━━ Data under study ━━

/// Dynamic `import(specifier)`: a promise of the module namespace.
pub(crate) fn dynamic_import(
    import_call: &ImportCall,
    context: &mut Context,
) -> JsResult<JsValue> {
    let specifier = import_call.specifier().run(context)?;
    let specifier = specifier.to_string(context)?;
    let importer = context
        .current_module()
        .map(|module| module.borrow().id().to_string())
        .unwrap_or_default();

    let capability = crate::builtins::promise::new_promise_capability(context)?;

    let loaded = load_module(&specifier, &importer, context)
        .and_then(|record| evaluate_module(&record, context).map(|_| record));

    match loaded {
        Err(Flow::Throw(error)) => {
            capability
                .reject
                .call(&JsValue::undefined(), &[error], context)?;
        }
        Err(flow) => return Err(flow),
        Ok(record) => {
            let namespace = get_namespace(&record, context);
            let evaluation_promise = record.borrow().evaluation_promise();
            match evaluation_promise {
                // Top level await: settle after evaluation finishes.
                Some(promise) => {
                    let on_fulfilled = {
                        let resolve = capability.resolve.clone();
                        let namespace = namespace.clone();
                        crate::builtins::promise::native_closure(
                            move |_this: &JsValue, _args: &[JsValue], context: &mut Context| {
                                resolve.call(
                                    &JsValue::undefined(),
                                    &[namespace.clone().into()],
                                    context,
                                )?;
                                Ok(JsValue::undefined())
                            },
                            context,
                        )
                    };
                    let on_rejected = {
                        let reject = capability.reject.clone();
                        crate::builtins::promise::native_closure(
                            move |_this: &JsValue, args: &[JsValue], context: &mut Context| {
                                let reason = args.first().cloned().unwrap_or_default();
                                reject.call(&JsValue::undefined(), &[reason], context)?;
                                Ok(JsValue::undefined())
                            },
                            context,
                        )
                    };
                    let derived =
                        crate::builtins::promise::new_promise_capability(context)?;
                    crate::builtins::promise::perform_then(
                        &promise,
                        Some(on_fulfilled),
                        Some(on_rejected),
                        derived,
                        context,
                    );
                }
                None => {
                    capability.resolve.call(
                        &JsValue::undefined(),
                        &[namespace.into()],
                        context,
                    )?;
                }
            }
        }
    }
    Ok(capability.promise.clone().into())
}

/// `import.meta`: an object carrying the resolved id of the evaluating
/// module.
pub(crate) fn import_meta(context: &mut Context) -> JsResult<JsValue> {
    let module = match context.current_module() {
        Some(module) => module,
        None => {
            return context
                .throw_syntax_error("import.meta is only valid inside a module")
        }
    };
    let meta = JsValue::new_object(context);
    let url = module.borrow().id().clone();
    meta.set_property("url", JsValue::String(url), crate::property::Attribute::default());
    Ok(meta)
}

━━━
━━ Data under study ━━

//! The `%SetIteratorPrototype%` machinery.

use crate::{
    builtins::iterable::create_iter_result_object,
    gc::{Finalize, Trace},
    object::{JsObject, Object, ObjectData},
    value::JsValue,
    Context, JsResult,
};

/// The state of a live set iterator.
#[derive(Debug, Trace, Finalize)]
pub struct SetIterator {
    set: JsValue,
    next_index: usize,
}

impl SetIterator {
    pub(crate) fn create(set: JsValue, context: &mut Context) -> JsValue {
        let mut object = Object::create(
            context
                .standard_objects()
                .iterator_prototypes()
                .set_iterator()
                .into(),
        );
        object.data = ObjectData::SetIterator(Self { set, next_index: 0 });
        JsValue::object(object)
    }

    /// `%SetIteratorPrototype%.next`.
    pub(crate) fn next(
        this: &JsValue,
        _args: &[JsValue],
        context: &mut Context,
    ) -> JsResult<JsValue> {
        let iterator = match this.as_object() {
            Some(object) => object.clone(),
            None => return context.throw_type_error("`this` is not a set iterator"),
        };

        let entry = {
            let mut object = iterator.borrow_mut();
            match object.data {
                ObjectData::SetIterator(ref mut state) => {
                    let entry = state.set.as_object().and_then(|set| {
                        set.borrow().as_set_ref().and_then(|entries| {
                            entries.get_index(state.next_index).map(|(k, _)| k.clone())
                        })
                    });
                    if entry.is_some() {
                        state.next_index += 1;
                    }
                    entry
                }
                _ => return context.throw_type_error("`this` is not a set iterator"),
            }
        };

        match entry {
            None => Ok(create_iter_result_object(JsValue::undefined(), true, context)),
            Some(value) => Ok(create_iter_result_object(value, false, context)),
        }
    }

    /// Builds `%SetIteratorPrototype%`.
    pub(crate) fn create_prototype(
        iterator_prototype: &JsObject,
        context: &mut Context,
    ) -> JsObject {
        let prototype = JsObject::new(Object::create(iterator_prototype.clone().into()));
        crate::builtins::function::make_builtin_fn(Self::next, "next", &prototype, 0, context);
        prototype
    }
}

━━━

◆ Your goal ◆
Please filter the entries above down to the lines holding "return" and copy them.

◆ Written solution ◆
        Err(flow) => return Err(flow),
            return context
            None => return context.throw_type_error("`this` is not a set iterator"),
                _ => return context.throw_type_error("`this` is not a set iterator"),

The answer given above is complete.